— YOUR TASK —
Return only the number of lines in the records below where the string "ModuleLoader" shows up.

— RECORDED INFORMATION —
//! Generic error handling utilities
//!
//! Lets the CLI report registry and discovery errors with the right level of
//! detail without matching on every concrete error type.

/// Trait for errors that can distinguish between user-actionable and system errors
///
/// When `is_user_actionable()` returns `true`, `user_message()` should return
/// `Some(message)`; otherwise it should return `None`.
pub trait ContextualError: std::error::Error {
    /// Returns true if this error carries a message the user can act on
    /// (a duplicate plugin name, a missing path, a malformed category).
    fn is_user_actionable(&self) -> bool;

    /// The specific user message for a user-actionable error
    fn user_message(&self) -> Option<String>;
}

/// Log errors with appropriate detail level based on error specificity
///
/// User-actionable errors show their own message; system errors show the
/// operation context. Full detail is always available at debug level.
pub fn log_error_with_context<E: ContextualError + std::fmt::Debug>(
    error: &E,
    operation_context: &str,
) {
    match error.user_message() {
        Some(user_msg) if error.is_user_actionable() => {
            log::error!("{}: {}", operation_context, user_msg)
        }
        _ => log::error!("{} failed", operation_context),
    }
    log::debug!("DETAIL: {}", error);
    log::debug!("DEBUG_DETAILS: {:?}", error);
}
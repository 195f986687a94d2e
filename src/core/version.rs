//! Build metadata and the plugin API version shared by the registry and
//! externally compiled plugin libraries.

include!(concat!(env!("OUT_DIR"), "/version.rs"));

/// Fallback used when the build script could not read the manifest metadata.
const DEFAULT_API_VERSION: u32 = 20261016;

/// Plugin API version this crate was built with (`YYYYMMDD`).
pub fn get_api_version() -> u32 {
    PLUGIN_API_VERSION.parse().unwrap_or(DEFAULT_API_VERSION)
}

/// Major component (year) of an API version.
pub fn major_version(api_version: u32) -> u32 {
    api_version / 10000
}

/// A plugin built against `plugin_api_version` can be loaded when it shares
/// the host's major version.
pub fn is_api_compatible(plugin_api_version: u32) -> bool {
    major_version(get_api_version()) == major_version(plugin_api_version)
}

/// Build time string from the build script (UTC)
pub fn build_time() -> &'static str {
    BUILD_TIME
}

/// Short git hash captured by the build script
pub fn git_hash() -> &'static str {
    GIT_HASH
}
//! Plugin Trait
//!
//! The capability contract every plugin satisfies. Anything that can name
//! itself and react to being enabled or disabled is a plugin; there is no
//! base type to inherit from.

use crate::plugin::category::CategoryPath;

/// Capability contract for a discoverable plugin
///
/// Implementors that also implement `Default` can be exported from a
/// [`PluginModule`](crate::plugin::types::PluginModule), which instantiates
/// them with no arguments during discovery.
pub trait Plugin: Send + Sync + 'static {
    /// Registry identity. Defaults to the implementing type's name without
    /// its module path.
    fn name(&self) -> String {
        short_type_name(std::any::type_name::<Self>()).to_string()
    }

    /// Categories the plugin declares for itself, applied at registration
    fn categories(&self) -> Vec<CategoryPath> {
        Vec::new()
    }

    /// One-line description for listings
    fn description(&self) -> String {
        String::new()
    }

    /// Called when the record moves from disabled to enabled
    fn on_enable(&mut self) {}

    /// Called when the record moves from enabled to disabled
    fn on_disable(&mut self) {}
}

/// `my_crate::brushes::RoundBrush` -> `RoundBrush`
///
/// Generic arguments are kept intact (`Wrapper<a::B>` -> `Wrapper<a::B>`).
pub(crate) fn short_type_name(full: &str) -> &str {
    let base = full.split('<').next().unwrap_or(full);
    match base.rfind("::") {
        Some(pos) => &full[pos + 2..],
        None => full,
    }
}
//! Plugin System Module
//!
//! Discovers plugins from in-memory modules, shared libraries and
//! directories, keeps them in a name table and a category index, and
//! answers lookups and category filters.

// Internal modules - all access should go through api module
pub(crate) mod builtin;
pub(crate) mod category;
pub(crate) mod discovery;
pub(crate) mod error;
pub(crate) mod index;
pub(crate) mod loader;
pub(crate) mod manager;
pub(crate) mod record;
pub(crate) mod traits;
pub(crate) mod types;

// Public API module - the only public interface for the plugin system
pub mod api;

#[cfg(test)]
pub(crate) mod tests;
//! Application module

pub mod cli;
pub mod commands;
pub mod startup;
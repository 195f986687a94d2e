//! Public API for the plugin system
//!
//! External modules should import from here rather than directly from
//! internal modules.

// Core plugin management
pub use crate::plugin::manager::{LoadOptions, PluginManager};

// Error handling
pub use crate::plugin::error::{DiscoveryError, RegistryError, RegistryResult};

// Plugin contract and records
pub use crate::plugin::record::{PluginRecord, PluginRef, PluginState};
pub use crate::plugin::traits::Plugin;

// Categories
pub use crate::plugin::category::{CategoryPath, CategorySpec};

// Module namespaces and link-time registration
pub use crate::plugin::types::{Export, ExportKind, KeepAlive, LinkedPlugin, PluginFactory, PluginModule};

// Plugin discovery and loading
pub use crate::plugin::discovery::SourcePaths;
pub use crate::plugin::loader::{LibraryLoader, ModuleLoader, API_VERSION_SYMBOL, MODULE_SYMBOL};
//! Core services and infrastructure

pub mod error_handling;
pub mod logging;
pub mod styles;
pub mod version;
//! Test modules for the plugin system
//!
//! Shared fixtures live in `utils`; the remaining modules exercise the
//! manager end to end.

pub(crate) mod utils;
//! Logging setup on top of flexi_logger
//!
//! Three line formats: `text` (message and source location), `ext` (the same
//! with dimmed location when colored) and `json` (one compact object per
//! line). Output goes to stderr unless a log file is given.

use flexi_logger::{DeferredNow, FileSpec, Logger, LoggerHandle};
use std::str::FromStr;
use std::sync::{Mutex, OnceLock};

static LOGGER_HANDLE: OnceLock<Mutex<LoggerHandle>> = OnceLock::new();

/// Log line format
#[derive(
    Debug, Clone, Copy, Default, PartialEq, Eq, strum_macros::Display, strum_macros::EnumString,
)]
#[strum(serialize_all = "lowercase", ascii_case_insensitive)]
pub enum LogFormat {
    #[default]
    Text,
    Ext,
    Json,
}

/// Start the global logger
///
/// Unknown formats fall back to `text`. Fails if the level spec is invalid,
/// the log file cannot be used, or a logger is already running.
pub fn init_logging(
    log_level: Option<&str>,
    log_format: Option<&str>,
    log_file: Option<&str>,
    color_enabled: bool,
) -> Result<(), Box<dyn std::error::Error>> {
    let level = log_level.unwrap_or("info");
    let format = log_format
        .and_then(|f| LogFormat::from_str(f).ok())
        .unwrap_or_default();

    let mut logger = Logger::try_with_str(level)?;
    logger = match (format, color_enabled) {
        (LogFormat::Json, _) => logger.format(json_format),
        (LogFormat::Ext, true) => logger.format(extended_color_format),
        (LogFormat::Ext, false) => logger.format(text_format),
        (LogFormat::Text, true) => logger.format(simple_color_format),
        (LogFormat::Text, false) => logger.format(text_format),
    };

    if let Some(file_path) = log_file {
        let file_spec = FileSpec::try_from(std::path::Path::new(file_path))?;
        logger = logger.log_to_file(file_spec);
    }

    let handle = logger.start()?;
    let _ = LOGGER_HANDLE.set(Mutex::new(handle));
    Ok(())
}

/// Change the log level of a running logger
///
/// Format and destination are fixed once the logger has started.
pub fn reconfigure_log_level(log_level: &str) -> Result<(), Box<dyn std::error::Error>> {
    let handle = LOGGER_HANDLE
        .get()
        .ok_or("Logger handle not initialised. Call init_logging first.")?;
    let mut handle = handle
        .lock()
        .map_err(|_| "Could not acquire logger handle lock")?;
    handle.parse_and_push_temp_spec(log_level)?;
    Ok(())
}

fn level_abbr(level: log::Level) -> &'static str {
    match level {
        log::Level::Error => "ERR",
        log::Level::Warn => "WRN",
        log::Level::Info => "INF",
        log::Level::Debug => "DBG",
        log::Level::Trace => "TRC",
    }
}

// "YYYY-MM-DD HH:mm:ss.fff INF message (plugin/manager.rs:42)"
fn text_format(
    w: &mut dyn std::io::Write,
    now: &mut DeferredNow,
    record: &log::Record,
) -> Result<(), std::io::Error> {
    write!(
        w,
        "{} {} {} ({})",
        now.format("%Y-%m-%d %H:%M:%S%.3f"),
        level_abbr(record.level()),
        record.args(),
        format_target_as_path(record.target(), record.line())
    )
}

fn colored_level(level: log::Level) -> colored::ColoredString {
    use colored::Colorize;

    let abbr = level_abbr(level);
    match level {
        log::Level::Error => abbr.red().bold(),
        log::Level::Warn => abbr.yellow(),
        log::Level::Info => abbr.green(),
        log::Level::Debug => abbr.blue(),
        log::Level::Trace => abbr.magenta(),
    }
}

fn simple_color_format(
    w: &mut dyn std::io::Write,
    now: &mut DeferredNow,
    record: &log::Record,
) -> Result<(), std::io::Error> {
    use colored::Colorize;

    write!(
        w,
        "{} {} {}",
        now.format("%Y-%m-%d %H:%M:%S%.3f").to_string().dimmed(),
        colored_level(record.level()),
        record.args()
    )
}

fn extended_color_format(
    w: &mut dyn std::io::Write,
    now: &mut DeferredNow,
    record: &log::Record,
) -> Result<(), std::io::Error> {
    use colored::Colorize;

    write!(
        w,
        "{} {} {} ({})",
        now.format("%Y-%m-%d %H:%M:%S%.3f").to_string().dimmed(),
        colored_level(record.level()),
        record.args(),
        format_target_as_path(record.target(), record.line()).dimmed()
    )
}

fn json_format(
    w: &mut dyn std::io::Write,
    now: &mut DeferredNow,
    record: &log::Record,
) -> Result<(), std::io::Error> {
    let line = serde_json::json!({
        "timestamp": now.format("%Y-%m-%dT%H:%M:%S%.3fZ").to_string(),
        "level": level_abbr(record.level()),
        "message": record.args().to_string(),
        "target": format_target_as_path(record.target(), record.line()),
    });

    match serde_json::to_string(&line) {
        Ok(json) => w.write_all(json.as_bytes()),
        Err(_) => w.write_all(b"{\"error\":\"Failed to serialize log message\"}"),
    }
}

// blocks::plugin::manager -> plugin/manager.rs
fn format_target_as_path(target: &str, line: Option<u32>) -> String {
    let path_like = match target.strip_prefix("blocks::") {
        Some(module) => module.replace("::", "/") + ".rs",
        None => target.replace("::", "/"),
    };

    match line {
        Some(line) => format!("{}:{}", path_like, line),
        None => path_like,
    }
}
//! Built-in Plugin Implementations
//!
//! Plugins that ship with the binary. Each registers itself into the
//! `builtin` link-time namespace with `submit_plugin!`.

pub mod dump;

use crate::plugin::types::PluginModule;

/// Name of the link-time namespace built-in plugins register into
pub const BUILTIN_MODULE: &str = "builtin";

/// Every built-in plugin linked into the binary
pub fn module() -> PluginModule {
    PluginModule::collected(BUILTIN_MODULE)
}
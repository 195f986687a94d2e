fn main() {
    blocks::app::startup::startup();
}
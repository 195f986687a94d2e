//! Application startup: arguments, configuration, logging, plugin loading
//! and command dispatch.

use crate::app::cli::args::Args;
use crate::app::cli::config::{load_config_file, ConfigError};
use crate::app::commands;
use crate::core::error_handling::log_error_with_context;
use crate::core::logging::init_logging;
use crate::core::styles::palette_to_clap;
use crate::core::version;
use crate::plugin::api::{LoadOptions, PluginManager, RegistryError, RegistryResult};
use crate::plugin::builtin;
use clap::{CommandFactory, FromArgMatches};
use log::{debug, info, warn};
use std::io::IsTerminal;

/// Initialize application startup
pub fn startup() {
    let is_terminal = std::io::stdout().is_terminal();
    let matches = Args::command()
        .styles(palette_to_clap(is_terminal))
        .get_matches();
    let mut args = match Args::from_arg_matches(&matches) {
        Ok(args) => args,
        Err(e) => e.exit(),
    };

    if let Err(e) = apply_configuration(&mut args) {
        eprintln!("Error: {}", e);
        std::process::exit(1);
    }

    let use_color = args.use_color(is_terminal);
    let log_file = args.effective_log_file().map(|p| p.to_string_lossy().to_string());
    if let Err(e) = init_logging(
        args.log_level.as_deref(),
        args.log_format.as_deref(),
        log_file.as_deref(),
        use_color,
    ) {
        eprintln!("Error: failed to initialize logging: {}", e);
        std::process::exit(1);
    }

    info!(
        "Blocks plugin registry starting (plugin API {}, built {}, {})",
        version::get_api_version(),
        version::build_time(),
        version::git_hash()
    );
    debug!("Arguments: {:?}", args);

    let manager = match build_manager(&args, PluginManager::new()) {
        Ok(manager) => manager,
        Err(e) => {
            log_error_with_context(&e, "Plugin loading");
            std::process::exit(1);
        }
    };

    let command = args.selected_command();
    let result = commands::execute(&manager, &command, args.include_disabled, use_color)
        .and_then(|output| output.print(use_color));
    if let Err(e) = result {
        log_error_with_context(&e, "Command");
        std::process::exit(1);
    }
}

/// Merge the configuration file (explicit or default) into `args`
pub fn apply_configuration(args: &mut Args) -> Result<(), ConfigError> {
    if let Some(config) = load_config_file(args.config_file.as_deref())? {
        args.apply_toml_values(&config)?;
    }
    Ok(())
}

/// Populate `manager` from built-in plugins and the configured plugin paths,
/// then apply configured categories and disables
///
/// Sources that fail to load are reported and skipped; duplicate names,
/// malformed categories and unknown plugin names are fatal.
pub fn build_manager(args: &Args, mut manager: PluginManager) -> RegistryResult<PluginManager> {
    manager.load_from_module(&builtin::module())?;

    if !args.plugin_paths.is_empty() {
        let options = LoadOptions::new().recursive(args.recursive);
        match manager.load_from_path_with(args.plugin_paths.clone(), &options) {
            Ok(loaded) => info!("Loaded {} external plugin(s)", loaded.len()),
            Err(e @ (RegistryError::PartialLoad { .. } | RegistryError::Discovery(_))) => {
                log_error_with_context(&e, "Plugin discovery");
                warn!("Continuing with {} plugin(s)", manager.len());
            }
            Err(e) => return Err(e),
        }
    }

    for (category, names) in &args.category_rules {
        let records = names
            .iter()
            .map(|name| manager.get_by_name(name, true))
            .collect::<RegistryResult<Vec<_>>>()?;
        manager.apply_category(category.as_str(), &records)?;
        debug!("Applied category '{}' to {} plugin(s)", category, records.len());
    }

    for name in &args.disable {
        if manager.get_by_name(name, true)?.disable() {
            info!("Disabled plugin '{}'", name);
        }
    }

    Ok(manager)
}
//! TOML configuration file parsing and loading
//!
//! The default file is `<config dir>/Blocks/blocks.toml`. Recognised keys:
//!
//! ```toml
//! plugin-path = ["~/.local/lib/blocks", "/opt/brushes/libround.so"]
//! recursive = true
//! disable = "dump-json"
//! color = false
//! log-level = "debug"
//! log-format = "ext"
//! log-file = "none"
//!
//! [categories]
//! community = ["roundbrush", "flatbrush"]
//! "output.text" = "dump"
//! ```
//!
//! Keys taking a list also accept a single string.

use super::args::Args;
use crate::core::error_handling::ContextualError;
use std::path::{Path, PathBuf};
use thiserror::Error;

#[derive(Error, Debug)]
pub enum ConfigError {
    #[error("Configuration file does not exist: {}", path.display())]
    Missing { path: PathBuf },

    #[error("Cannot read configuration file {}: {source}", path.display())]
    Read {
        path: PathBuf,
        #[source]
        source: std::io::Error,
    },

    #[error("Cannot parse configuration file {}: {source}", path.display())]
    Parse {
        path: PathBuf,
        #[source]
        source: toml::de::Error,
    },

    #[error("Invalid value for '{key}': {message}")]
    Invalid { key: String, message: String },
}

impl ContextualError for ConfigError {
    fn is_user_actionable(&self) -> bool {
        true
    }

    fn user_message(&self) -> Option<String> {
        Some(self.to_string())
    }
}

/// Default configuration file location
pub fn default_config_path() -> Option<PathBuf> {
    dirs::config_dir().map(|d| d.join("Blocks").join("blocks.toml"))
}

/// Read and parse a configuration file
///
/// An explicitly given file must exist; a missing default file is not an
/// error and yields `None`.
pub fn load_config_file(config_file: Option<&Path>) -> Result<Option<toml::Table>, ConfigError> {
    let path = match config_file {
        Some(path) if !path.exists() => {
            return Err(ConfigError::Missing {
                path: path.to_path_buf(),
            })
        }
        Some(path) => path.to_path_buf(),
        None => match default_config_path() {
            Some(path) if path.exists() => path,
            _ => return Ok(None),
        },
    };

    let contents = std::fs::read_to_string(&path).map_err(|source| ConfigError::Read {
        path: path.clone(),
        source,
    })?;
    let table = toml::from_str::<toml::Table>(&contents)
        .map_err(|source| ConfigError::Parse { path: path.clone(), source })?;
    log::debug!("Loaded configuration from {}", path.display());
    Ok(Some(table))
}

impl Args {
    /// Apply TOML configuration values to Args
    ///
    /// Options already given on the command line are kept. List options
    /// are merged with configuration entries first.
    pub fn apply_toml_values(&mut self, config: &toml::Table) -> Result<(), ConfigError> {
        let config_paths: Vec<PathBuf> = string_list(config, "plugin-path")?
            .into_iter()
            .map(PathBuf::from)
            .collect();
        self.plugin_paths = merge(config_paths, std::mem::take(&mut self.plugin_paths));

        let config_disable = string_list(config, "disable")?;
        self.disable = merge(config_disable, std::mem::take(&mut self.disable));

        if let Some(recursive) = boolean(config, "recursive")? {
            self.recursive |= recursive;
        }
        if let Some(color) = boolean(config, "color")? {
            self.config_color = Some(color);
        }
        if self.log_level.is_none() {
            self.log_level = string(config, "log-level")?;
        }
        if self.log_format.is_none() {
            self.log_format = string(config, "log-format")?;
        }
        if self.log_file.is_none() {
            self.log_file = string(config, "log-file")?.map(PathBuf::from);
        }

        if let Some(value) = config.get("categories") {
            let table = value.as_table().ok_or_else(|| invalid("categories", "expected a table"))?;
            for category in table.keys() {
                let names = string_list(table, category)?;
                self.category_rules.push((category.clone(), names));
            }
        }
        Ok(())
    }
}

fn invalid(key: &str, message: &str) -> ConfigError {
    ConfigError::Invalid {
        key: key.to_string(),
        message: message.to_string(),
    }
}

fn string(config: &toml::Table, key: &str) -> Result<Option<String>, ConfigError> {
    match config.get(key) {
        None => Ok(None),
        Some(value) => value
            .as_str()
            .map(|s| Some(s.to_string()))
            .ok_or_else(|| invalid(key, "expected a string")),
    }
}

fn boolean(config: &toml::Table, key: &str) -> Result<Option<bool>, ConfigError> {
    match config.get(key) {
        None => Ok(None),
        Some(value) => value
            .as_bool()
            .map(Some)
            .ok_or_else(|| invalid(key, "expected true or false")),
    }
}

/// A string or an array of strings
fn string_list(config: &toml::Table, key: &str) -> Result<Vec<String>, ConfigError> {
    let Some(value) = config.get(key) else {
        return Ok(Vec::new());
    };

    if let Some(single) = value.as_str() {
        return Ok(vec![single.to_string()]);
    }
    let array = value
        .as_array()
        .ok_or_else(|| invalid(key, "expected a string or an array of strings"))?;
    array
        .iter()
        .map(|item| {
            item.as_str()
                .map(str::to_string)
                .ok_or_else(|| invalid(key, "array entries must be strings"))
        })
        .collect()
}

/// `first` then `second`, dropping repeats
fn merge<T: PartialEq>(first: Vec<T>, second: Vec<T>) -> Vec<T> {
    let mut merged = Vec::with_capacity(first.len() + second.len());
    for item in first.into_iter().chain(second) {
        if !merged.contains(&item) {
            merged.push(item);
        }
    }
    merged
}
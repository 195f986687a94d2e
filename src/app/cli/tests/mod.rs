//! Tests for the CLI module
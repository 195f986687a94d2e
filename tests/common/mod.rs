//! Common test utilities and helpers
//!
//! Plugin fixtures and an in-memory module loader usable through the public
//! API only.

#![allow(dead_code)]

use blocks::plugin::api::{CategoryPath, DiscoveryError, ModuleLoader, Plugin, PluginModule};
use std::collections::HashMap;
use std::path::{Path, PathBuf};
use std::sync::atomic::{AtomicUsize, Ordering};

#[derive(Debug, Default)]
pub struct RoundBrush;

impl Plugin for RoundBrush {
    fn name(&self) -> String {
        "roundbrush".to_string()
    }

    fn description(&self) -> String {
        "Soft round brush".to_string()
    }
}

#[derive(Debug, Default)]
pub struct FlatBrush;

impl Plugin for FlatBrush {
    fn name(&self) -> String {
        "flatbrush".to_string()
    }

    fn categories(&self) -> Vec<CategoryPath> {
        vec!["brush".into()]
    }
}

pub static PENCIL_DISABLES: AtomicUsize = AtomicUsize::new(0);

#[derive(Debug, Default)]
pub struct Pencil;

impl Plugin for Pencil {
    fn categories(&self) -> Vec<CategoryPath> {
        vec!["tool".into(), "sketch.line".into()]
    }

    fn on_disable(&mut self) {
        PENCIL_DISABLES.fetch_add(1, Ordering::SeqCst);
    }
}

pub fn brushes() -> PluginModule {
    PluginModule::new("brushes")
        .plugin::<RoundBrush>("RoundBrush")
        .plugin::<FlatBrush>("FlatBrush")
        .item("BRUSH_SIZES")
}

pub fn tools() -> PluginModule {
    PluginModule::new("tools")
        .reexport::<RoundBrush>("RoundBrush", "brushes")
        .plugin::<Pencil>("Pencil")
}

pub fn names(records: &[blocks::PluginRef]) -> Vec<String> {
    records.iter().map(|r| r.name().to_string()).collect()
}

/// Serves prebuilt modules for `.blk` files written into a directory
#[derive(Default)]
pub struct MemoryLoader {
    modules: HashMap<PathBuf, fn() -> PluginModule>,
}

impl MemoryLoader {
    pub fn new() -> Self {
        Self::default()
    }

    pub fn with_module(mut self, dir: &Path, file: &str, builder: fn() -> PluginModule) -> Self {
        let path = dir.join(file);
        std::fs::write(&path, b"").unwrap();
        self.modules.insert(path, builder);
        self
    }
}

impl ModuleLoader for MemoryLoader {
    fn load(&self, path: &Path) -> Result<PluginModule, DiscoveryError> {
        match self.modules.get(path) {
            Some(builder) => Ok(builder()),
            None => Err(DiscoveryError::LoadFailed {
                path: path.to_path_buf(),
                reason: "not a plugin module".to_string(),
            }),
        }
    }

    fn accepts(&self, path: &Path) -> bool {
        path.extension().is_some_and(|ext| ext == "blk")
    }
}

— ANSWER TO THIS PROBLEM —
3